May 31, 2006

How will our Stories be Told?

Since posting, “Chicken Soup and my Family,” I’ve received a few emails urging me to submit the story to the Chicken Soup for the Soul series. ( I’ve always been curious about the people who send me emails rather than leaving a comment--which could be the subject of another post about comments and how they spur further creation—but either way keep ‘em comin'!) However, I know very little about the series. And I must follow the advice that I’ve always given my students that before they submit their work to a publisher, they should always study the catalogue. And to be honest, I’ve never read through any of the books.

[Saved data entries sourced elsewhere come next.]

//! Hardware adapter: bridges the board's peripherals to the domain ports.
//!
//! [`Esp32Board`] reads the float switch and the battery divider directly
//! and composes the display, sleep controller and clock adapters, so the
//! service sees a single [`Board`](crate::app::ports::Board).  On
//! non-espidf targets the underlying GPIO/ADC helpers are simulation stubs.

use crate::app::ports::{ClockPort, DisplayPort, InputPort, PowerPort, Renderer, SensorPort};
use crate::drivers::button::ButtonId;
use crate::drivers::hw_init;
use crate::error::{SensorError, SleepArmError};
use crate::pins;
use crate::power::WakeReason;
use crate::sensors::water_level::WaterLevel;
use crate::ui::{ClockText, Screen};

use super::display::PanelDisplay;
use super::power::EspPower;
use super::time::SystemClock;

/// Raw ADC samples averaged per battery reading.
pub const BATTERY_READS: u32 = 30;
/// Divider ratio times the ADC millivolt step.
pub const BATTERY_CONV_FACTOR: f32 = 1.8;
/// Anything above this did not come from a single 18650 cell or USB.
const BATTERY_MAX_PLAUSIBLE_V: f32 = 7.0;

/// Convert a mean raw ADC count to volts.
pub fn raw_to_volts(mean_raw: f32) -> f32 {
    mean_raw * BATTERY_CONV_FACTOR / 1000.0
}

/// The whole board behind the port traits.
pub struct Esp32Board {
    display: PanelDisplay,
    power: EspPower,
    clock: SystemClock,
}

impl Esp32Board {
    pub fn new(display: PanelDisplay, power: EspPower, clock: SystemClock) -> Self {
        Self {
            display,
            power,
            clock,
        }
    }
}

// ── SensorPort ────────────────────────────────────────────────

impl SensorPort for Esp32Board {
    fn read_water_level(&mut self) -> Result<WaterLevel, SensorError> {
        Ok(WaterLevel::from_pin_high(hw_init::gpio_read(
            pins::WATER_LEVEL_GPIO,
        )))
    }

    fn read_battery_voltage(&mut self) -> Result<f32, SensorError> {
        hw_init::gpio_write(pins::BATTERY_ADC_ENABLE_GPIO, true);
        let mut sum: u32 = 0;
        for _ in 0..BATTERY_READS {
            let raw = hw_init::adc1_read(pins::BATTERY_ADC_CHANNEL)
                .map_err(SensorError::AdcReadFailed)?;
            sum += u32::from(raw);
        }
        let volts = raw_to_volts(sum as f32 / BATTERY_READS as f32);
        if volts <= 0.0 || volts > BATTERY_MAX_PLAUSIBLE_V {
            return Err(SensorError::OutOfRange);
        }
        Ok(volts)
    }
}

// ── InputPort ─────────────────────────────────────────────────

impl InputPort for Esp32Board {
    /// Buttons are active-low.
    fn is_pressed(&self, button: ButtonId) -> bool {
        !hw_init::gpio_read(button.gpio())
    }
}

// ── Delegated ports ───────────────────────────────────────────

impl Renderer for Esp32Board {
    fn render(&mut self, screen: &Screen<'_>) {
        self.display.render(screen);
    }
}

impl DisplayPort for Esp32Board {
    fn is_on(&self) -> bool {
        self.display.is_on()
    }

    fn power_on(&mut self) {
        self.display.power_on();
    }

    fn power_off(&mut self) {
        self.display.power_off();
    }
}

impl PowerPort for Esp32Board {
    fn wake_reason(&self) -> WakeReason {
        self.power.wake_reason()
    }

    fn delay_ms(&mut self, ms: u32) {
        self.power.delay_ms(ms);
    }

    fn light_sleep_ms(&mut self, ms: u32) {
        self.power.light_sleep_ms(ms);
    }

    fn arm_external_wakeup(&mut self, gpio: i32, level: i32) -> Result<(), SleepArmError> {
        self.power.arm_external_wakeup(gpio, level)
    }

    fn arm_timer_wakeup(&mut self, secs: u32) -> Result<(), SleepArmError> {
        self.power.arm_timer_wakeup(secs)
    }

    fn enter_deep_sleep(&mut self) {
        self.power.enter_deep_sleep();
    }
}

impl ClockPort for Esp32Board {
    fn wall_clock(&self) -> Option<ClockText> {
        self.clock.wall_clock()
    }
}
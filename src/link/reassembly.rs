//! Receiver-side reassembly of multi-frame messages.
//!
//! Used by the gateway side of the link and by the host simulation.
//! Frames arrive best-effort: a gap, a type change or a stale partial
//! discards the partial message instead of delivering corrupt data.

extern crate alloc;
use alloc::vec::Vec;

use log::warn;

use super::frame::{MessageType, OutboundMessage};

/// Default time a partial message may wait for its next page.
pub const DEFAULT_TIMEOUT_MS: u32 = 2000;

struct Partial {
    kind: MessageType,
    page_count: u16,
    next_page: u16,
    last_rx_ms: u32,
    buffer: Vec<u8>,
}

/// Reassembly buffer for incoming frames.
pub struct Reassembler {
    partial: Option<Partial>,
    timeout_ms: u32,
}

impl Reassembler {
    pub fn new(timeout_ms: u32) -> Self {
        Self {
            partial: None,
            timeout_ms,
        }
    }

    /// Feed one decoded frame received at `now_ms`.
    ///
    /// Returns the complete payload when a page-0 frame or the last page of
    /// a multi-frame message arrives.
    pub fn feed(&mut self, msg: &OutboundMessage, now_ms: u32) -> Option<(MessageType, Vec<u8>)> {
        self.expire(now_ms);

        if msg.is_single() {
            return Some((msg.kind(), msg.content().to_vec()));
        }

        let page = msg.page() as u16;

        if page == 1 {
            if self.partial.is_some() {
                warn!("Reassembly: new message started, dropping partial");
            }
            self.partial = Some(Partial {
                kind: msg.kind(),
                page_count: msg.page_count(),
                next_page: 1,
                last_rx_ms: now_ms,
                buffer: Vec::new(),
            });
        }

        let Some(partial) = self.partial.as_mut() else {
            warn!("Reassembly: page {} without a start, dropped", page);
            return None;
        };

        if page != partial.next_page
            || msg.kind() != partial.kind
            || msg.page_count() != partial.page_count
        {
            warn!(
                "Reassembly: expected page {}/{}, got {}/{}; discarding",
                partial.next_page,
                partial.page_count,
                page,
                msg.page_count()
            );
            self.partial = None;
            return None;
        }

        partial.buffer.extend_from_slice(msg.content());
        partial.next_page += 1;
        partial.last_rx_ms = now_ms;

        if page == partial.page_count {
            let done = self.partial.take()?;
            Some((done.kind, done.buffer))
        } else {
            None
        }
    }

    /// Whether a multi-frame message is in progress.
    pub fn is_active(&self) -> bool {
        self.partial.is_some()
    }

    /// Drop the partial if its last page is older than the timeout.
    pub fn expire(&mut self, now_ms: u32) {
        if let Some(p) = &self.partial {
            if now_ms.wrapping_sub(p.last_rx_ms) > self.timeout_ms {
                warn!(
                    "Reassembly: timed out at page {}/{}",
                    p.next_page.saturating_sub(1),
                    p.page_count
                );
                self.partial = None;
            }
        }
    }

    pub fn reset(&mut self) {
        self.partial = None;
    }
}

impl Default for Reassembler {
    fn default() -> Self {
        Self::new(DEFAULT_TIMEOUT_MS)
    }
}

// ── Tests ────────────────────────────────────────────────────
//! Polled, debounced button decoder with click, long-click and
//! double-click detection.
//!
//! ## Hardware
//!
//! Active-low momentary switches with pull-ups.  The service samples the
//! raw level through [`InputPort`](crate::app::ports::InputPort) on every
//! loop pass and feeds it to [`ButtonDriver::tick`], which runs the
//! debounce + gesture state machine.
//!
//! ## Gesture detection
//!
//! | Gesture      | Condition                                   | Event         |
//! |--------------|---------------------------------------------|---------------|
//! | Click        | Release < 200 ms, no second press in 300 ms | `Click`       |
//! | Long click   | Release after a hold of >= 200 ms           | `LongClick`   |
//! | Double click | Second press within 300 ms of the release   | `DoubleClick` |

pub const DEBOUNCE_MS: u32 = 50;
pub const LONG_CLICK_MS: u32 = 200;
pub const DOUBLE_CLICK_WINDOW_MS: u32 = 300;

#[derive(Debug, Clone, Copy, PartialEq, Eq)]
pub enum ButtonId {
    Left,
    Right,
}

impl ButtonId {
    pub const fn gpio(self) -> i32 {
        match self {
            Self::Left => crate::pins::BUTTON_LEFT_GPIO,
            Self::Right => crate::pins::BUTTON_RIGHT_GPIO,
        }
    }
}

/// Button events emitted after gesture classification.
#[derive(Debug, Clone, Copy, PartialEq, Eq)]
pub enum ButtonEvent {
    Click,
    LongClick,
    DoubleClick,
}

#[derive(Debug, Clone, Copy, PartialEq, Eq)]
enum GestureState {
    Idle,
    DebounceWait { since_ms: u32 },
    Pressed { since_ms: u32 },
    WaitSecondPress { released_ms: u32 },
    SecondPress,
}

pub struct ButtonDriver {
    id: ButtonId,
    state: GestureState,
}

impl ButtonDriver {
    pub const fn new(id: ButtonId) -> Self {
        Self {
            id,
            state: GestureState::Idle,
        }
    }

    pub fn id(&self) -> ButtonId {
        self.id
    }

    /// No gesture in progress.  The loop may sleep longer when both
    /// buttons are idle.
    pub fn is_idle(&self) -> bool {
        self.state == GestureState::Idle
    }

    /// Feed the raw level sampled at `now_ms` (monotonic).
    /// Returns a classified gesture, if one completed.
    pub fn tick(&mut self, pressed: bool, now_ms: u32) -> Option<ButtonEvent> {
        match self.state {
            GestureState::Idle => {
                if pressed {
                    self.state = GestureState::DebounceWait { since_ms: now_ms };
                }
                None
            }

            GestureState::DebounceWait { since_ms } => {
                if !pressed {
                    self.state = GestureState::Idle;
                } else if now_ms.wrapping_sub(since_ms) >= DEBOUNCE_MS {
                    self.state = GestureState::Pressed { since_ms };
                }
                None
            }

            GestureState::Pressed { since_ms } => {
                if pressed {
                    return None;
                }
                if now_ms.wrapping_sub(since_ms) >= LONG_CLICK_MS {
                    self.state = GestureState::Idle;
                    Some(ButtonEvent::LongClick)
                } else {
                    self.state = GestureState::WaitSecondPress { released_ms: now_ms };
                    None
                }
            }

            GestureState::WaitSecondPress { released_ms } => {
                let gap = now_ms.wrapping_sub(released_ms);
                if gap > DOUBLE_CLICK_WINDOW_MS {
                    self.state = GestureState::Idle;
                    return Some(ButtonEvent::Click);
                }
                if pressed {
                    self.state = GestureState::SecondPress;
                }
                None
            }

            GestureState::SecondPress => {
                if pressed {
                    return None;
                }
                self.state = GestureState::Idle;
                Some(ButtonEvent::DoubleClick)
            }
        }
    }
}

This is not due to any snobbery on my part. Many of the books that fall into the category of popular fiction or popular non-fiction have a simple aim: to elicit an emotion. But as a fiction writer/poet/ blogger, I spend so much time learning how to elicit an emotion that I rarely have any time for stories/poems that exist only purely on an emotional level. Between work, work, and family, I have to choose my pleasures wisely. And most of the times, I’m interested in how the story is told, not what the story is about.

For example, I could write a story about a man named John Barnes, from Barbados who has been taking sleeping pills so that he can get a good night’s rest. John wakes up one morning to find a note on the pillow beside him. The note says, “Darling, you are the love of my life, but I have to leave you.” The note is from John’s wife. John searches the house for her, but cannot find her. He finally dresses himself and goes to work without eating breakfast.

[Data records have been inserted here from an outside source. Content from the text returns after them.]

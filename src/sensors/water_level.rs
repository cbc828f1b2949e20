//! Float-switch water level sampler.
//!
//! The switch pulls the input low while the water is above the float.
//! A released float (pin high through the pull-up) means LOW water.

use log::{info, warn};

use super::{DeviceUpdate, ObservedValue};
use crate::app::ports::SensorPort;

/// Device index of the water-level switch on the gateway side.
pub const WATER_LEVEL_DEVICE_IDX: u32 = 8;

#[derive(Debug, Clone, Copy, PartialEq, Eq)]
pub enum WaterLevel {
    Ok,
    Low,
}

impl WaterLevel {
    pub const fn from_pin_high(high: bool) -> Self {
        if high { Self::Low } else { Self::Ok }
    }

    /// Numeric value reported upstream (the raw pin level).
    pub const fn nvalue(self) -> i32 {
        match self {
            Self::Ok => 0,
            Self::Low => 1,
        }
    }

    pub const fn label(self) -> &'static str {
        match self {
            Self::Ok => "OK",
            Self::Low => "LOW",
        }
    }
}

pub struct WaterLevelSampler {
    value: ObservedValue<WaterLevel>,
}

impl WaterLevelSampler {
    pub const fn new() -> Self {
        Self {
            value: ObservedValue::new(),
        }
    }

    /// Take one reading.  Returns the telemetry payload for this cycle, or
    /// `None` when the read failed (stale values are never reported).
    pub fn sample(&mut self, port: &mut impl SensorPort) -> Option<String> {
        match port.read_water_level() {
            Ok(level) => {
                info!("Water level: {} ({})", level.label(), level.nvalue());
                self.value.record(level);
                telemetry(level)
            }
            Err(e) => {
                warn!("Water level read failed: {}", e);
                self.value.record_failure();
                None
            }
        }
    }

    pub fn value(&self) -> &ObservedValue<WaterLevel> {
        &self.value
    }

    pub fn value_mut(&mut self) -> &mut ObservedValue<WaterLevel> {
        &mut self.value
    }
}

impl Default for WaterLevelSampler {
    fn default() -> Self {
        Self::new()
    }
}

fn telemetry(level: WaterLevel) -> Option<String> {
    let update = DeviceUpdate {
        idx: WATER_LEVEL_DEVICE_IDX,
        nvalue: level.nvalue(),
        svalue: None,
    };
    serde_json::to_string(&update)
        .map_err(|_| warn!("Water level: telemetry encode failed"))
        .ok()
}
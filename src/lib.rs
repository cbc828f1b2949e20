//! LevelSense firmware library.
//!
//! Exposes the pure-logic modules for integration testing and the binary.
//! All ESP-IDF-specific code is guarded by `#[cfg(target_os = "espidf")]`
//! within each module, with host simulation paths alongside.

#![deny(unused_must_use)]

pub mod adapters;
pub mod app;
pub mod config;
pub mod drivers;
pub mod error;
pub mod fsm;
pub mod link;
pub mod logstore;
pub mod pins;
pub mod power;
pub mod scheduler;
pub mod sensors;
pub mod ui;

pub use error::{Error, Result};
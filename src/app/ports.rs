//! Port traits: the hexagonal boundary between domain logic and the outside world.
//!
//! ```text
//!   Adapter ──▶ Port trait ──▶ DeviceService (domain)
//! ```
//!
//! Driven adapters (sensors, buttons, display, sleep controller, storage,
//! peer link) implement these traits.  The
//! [`DeviceService`](super::service::DeviceService) consumes them via
//! generics, so the domain core never touches hardware directly.
//!
//! Callbacks (display redraw, log flush, delivery status) are traits too,
//! injected at construction or at the call site.

use crate::config::{AppConfig, MacAddress};
use crate::drivers::button::ButtonId;
use crate::error::{SensorError, SleepArmError};
use crate::power::WakeReason;
use crate::scheduler::TaskId;
use crate::sensors::water_level::WaterLevel;
use crate::ui::{ClockText, Screen};

// ───────────────────────────────────────────────────────────────
// Sensor port (driven adapter: hardware → domain)
// ───────────────────────────────────────────────────────────────

/// Read-side port for the two measured quantities.
pub trait SensorPort {
    /// Sample the float switch once.
    fn read_water_level(&mut self) -> Result<WaterLevel, SensorError>;

    /// Averaged battery voltage in volts.
    fn read_battery_voltage(&mut self) -> Result<f32, SensorError>;
}

// ───────────────────────────────────────────────────────────────
// Input port (buttons)
// ───────────────────────────────────────────────────────────────

/// Raw button levels.  Gesture decoding happens in the domain.
pub trait InputPort {
    fn is_pressed(&self, button: ButtonId) -> bool;
}

// ───────────────────────────────────────────────────────────────
// Display ports
// ───────────────────────────────────────────────────────────────

/// Draws one screen.  What "draw" means is up to the adapter.
pub trait Renderer {
    fn render(&mut self, screen: &Screen<'_>);
}

/// Panel power control on top of [`Renderer`].
pub trait DisplayPort: Renderer {
    fn is_on(&self) -> bool;
    fn power_on(&mut self);
    fn power_off(&mut self);
}

// ───────────────────────────────────────────────────────────────
// Power port (sleep controller)
// ───────────────────────────────────────────────────────────────

/// Sleep and wake-source control.
pub trait PowerPort {
    /// Why this boot happened.  Stable for the whole boot.
    fn wake_reason(&self) -> WakeReason;

    /// Busy-free wait; yields to other tasks.
    fn delay_ms(&mut self, ms: u32);

    /// Light sleep for at most `ms`.  A button press ends it early.
    fn light_sleep_ms(&mut self, ms: u32);

    /// Arm an edge/level-triggered wake on an RTC-capable pin.
    fn arm_external_wakeup(&mut self, gpio: i32, level: i32) -> Result<(), SleepArmError>;

    /// Arm the RTC timer wake.
    fn arm_timer_wakeup(&mut self, secs: u32) -> Result<(), SleepArmError>;

    /// Halt into deep sleep.  Does not return on hardware; mocks return so
    /// tests can inspect the recorded sequence.
    fn enter_deep_sleep(&mut self);
}

// ───────────────────────────────────────────────────────────────
// Optional collaborators
// ───────────────────────────────────────────────────────────────

/// Wall clock for the status line.  `None` until time is synced.
pub trait ClockPort {
    fn wall_clock(&self) -> Option<ClockText>;
}

/// One access point found by a scan.
#[derive(Debug, Clone, PartialEq, Eq)]
pub struct NetworkSummary {
    pub ssid: heapless::String<32>,
    pub rssi: i8,
}

/// Maximum networks kept from one scan (fits the panel).
pub const MAX_SCAN_RESULTS: usize = 8;

/// Station-mode scan, shared with the radio used by the peer link.
pub trait NetworkScanPort {
    fn scan_networks(&mut self) -> heapless::Vec<NetworkSummary, MAX_SCAN_RESULTS>;
}

/// Everything the service needs from the board, in one bound.
pub trait Board: SensorPort + InputPort + DisplayPort + PowerPort + ClockPort {}

impl<T> Board for T where T: SensorPort + InputPort + DisplayPort + PowerPort + ClockPort {}

// ───────────────────────────────────────────────────────────────
// Log sink (log drain target)
// ───────────────────────────────────────────────────────────────

/// Receives the full persistent-log content when it is drained.
/// Returning `false` keeps the stored log intact.
pub trait LogSink {
    fn flush(&mut self, buffer: &[u8]) -> bool;
}

// ───────────────────────────────────────────────────────────────
// Transport listener (delivery callback)
// ───────────────────────────────────────────────────────────────

/// Asynchronous delivery status from the radio driver.
///
/// Runs in the driver's callback context: implementations only count.
/// Logging here would reach the persistent log, which blocks on flash.
pub trait TransportListener: Send + Sync {
    fn on_send_result(&self, peer: &MacAddress, delivered: bool);
}

// ───────────────────────────────────────────────────────────────
// Event sink port (driven adapter: domain → logging)
// ───────────────────────────────────────────────────────────────

/// The domain emits structured [`AppEvent`](super::events::AppEvent)s
/// through this port.
pub trait EventSink {
    fn emit(&mut self, event: &super::events::AppEvent);
}

// ───────────────────────────────────────────────────────────────
// Configuration port
// ───────────────────────────────────────────────────────────────

/// Loads the node configuration.  Read-only: the node never writes it.
pub trait ConfigSource {
    fn load(&self) -> Result<AppConfig, ConfigError>;
}

// ───────────────────────────────────────────────────────────────
// Scheduler delegate (decouples scheduler from the service)
// ───────────────────────────────────────────────────────────────

/// Callback trait that the scheduler invokes when a periodic task is due.
pub trait SchedulerDelegate {
    fn on_task_due(&mut self, task: TaskId);
}

// ───────────────────────────────────────────────────────────────
// Error types
// ───────────────────────────────────────────────────────────────

/// Errors from [`ConfigSource`] operations.
#[derive(Debug, Clone, Copy, PartialEq, Eq)]
pub enum ConfigError {
    /// No config file on the storage partition.
    NotFound,
    /// File exists but is not a valid config document.
    Corrupted,
    /// A field failed validation.
    ValidationFailed(&'static str),
    /// The storage partition could not be mounted (ESP-IDF error code).
    StorageUnavailable(i32),
    /// Generic I/O error from the storage backend.
    IoError,
}

impl core::fmt::Display for ConfigError {
    fn fmt(&self, f: &mut core::fmt::Formatter<'_>) -> core::fmt::Result {
        match self {
            Self::NotFound => write!(f, "config not found"),
            Self::Corrupted => write!(f, "config corrupted"),
            Self::ValidationFailed(msg) => write!(f, "validation failed: {}", msg),
            Self::StorageUnavailable(rc) => write!(f, "storage unavailable (rc={})", rc),
            Self::IoError => write!(f, "I/O error"),
        }
    }
}
//! Power bookkeeping: wake classification, the RTC boot counter, the idle
//! countdowns and the choice of how to wait between loop iterations.
//!
//! ```text
//!   boot ──▶ BootCounter::increment ──▶ WakeReason::from_raw_cause
//!                                              │
//!   loop ──▶ PowerManager::next_action ──▶ Delay | LightSleep | DeepSleep
//! ```
//!
//! The deep-sleep entry sequence itself lives in the service, which owns
//! the ports it has to drive.

use core::sync::atomic::{AtomicU32, Ordering};

use crate::config::DeviceSettings;
use crate::fsm::StateId;

// ---------------------------------------------------------------------------
// Wake reason
// ---------------------------------------------------------------------------

/// Why the chip came out of reset.  Set once per boot.
#[derive(Debug, Clone, Copy, PartialEq, Eq)]
pub enum WakeReason {
    /// EXT0 (RTC_IO) or EXT1 (RTC_CNTL) pin wake.
    ExternalSignal,
    Timer,
    Touch,
    UlpProgram,
    /// Power-on, reset, or any cause that is not a deep-sleep wake.
    Unknown,
}

impl WakeReason {
    /// Map an `esp_sleep_source_t` value.
    ///
    /// | value | source   |
    /// |-------|----------|
    /// | 2     | EXT0     |
    /// | 3     | EXT1     |
    /// | 4     | TIMER    |
    /// | 5     | TOUCHPAD |
    /// | 6     | ULP      |
    pub const fn from_raw_cause(cause: u32) -> Self {
        match cause {
            2 | 3 => Self::ExternalSignal,
            4 => Self::Timer,
            5 => Self::Touch,
            6 => Self::UlpProgram,
            _ => Self::Unknown,
        }
    }

    /// A timer wake keeps the display dark for the whole boot.
    pub const fn suppresses_display(self) -> bool {
        matches!(self, Self::Timer)
    }
}

// ---------------------------------------------------------------------------
// Boot counter
// ---------------------------------------------------------------------------

/// Lives in RTC slow memory: survives deep sleep, cleared on power loss.
#[cfg_attr(target_os = "espidf", unsafe(link_section = ".rtc.data.boot_count"))]
static RTC_BOOT_COUNT: AtomicU32 = AtomicU32::new(0);

/// Handle on a boot counter cell.
///
/// Only plain loads and stores are used: RTC memory does not support the
/// ESP32 compare-and-swap instruction, and the counter is touched once, from
/// the boot path, before any other task exists.
pub struct BootCounter {
    cell: &'static AtomicU32,
}

impl BootCounter {
    /// The counter stored in RTC memory.
    pub fn rtc() -> Self {
        Self { cell: &RTC_BOOT_COUNT }
    }

    /// A counter backed by any static cell (tests, simulation).
    pub const fn with_cell(cell: &'static AtomicU32) -> Self {
        Self { cell }
    }

    /// Increment and return the new boot number.  Call exactly once per boot.
    pub fn increment(&self) -> u32 {
        let next = self.cell.load(Ordering::Relaxed).wrapping_add(1);
        self.cell.store(next, Ordering::Relaxed);
        next
    }

    pub fn get(&self) -> u32 {
        self.cell.load(Ordering::Relaxed)
    }
}

// ---------------------------------------------------------------------------
// Idle countdown
// ---------------------------------------------------------------------------

/// Seconds countdown decremented once per 1 s tick.
///
/// Expiry and reload happen in the same step, so the counter is never
/// observed at zero.
#[derive(Debug, Clone, Copy, PartialEq, Eq)]
pub struct SleepTimer {
    max: u32,
    remaining: u32,
}

impl SleepTimer {
    pub fn new(max_secs: u32) -> Self {
        let max = max_secs.max(1);
        Self { max, remaining: max }
    }

    /// One second elapsed.  Returns `true` when the countdown expired; the
    /// timer is already reloaded when this returns.
    pub fn tick(&mut self) -> bool {
        self.remaining -= 1;
        if self.remaining == 0 {
            self.remaining = self.max;
            true
        } else {
            false
        }
    }

    pub fn reset(&mut self) {
        self.remaining = self.max;
    }

    pub fn remaining(&self) -> u32 {
        self.remaining
    }

    pub fn max(&self) -> u32 {
        self.max
    }
}

// ---------------------------------------------------------------------------
// Next sleep action
// ---------------------------------------------------------------------------

/// How the event loop should wait before the next iteration.
#[derive(Debug, Clone, Copy, PartialEq, Eq)]
pub enum SleepAction {
    /// Plain task delay; peripherals stay clocked.
    Delay(u32),
    /// Light sleep until the next task is due or the wake pin fires.
    LightSleep(u32),
    /// Run the deep-sleep entry sequence.
    DeepSleep,
}

/// Upper bound on a single light sleep so the loop still runs periodically.
const MAX_LIGHT_SLEEP_MS: u32 = 1000;

/// Chooses the wait between loop iterations from the lifecycle state.
pub struct PowerManager {
    poll_interval_ms: u32,
}

impl PowerManager {
    pub fn new(settings: &DeviceSettings) -> Self {
        Self {
            poll_interval_ms: settings.poll_interval_ms,
        }
    }

    /// * `until_next_due_ms`: time until the next periodic task, if any.
    /// * `input_busy`: a button gesture is mid-decode and needs fast polling.
    pub fn next_action(
        &self,
        state: StateId,
        until_next_due_ms: Option<u32>,
        input_busy: bool,
    ) -> SleepAction {
        match state {
            StateId::DeepSleepPending | StateId::DeepSleep => SleepAction::DeepSleep,
            StateId::DisplaySleeping if !input_busy => {
                let ms = until_next_due_ms
                    .unwrap_or(MAX_LIGHT_SLEEP_MS)
                    .min(MAX_LIGHT_SLEEP_MS);
                if ms == 0 {
                    SleepAction::Delay(0)
                } else {
                    SleepAction::LightSleep(ms)
                }
            }
            StateId::Booting | StateId::IdlePolling => SleepAction::Delay(0),
            StateId::Active | StateId::DisplaySleeping => SleepAction::Delay(self.poll_interval_ms),
        }
    }
}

While is driving to work, fighting back the tears and indigestion, John meets in a car accident and his car is totaled. It’s his fault. The police issue him a citation to appear in court.

John finally gets to work, and his boss, Tony, meets him at the door. Tony shakes his fist in John’s face and says, “Barnes, didn’t I tell you that if you were late one more time, I would fire you! You’re fired!” John begs his boss, but his boss calls security to escort John out of the building. John doesn’t have a car or health insurance and his molars are beginning to ache because he’s been grinding his teeth at night.

He finally makes it home after taking six buses, and finds his wife in bed with his best friend. He chases after his friend and by the time he gets back to the house, he gets a call that his best friend has shot himself because of the betrayal. John goes to the kitchen and drinks himself into a stupor. He awakens to find that his wife, overcome by all this, has overdosed on sleeping pills that he bought so that he could sleep at night. We leave John with a rope in his hand thinking whether he should kill himself or not.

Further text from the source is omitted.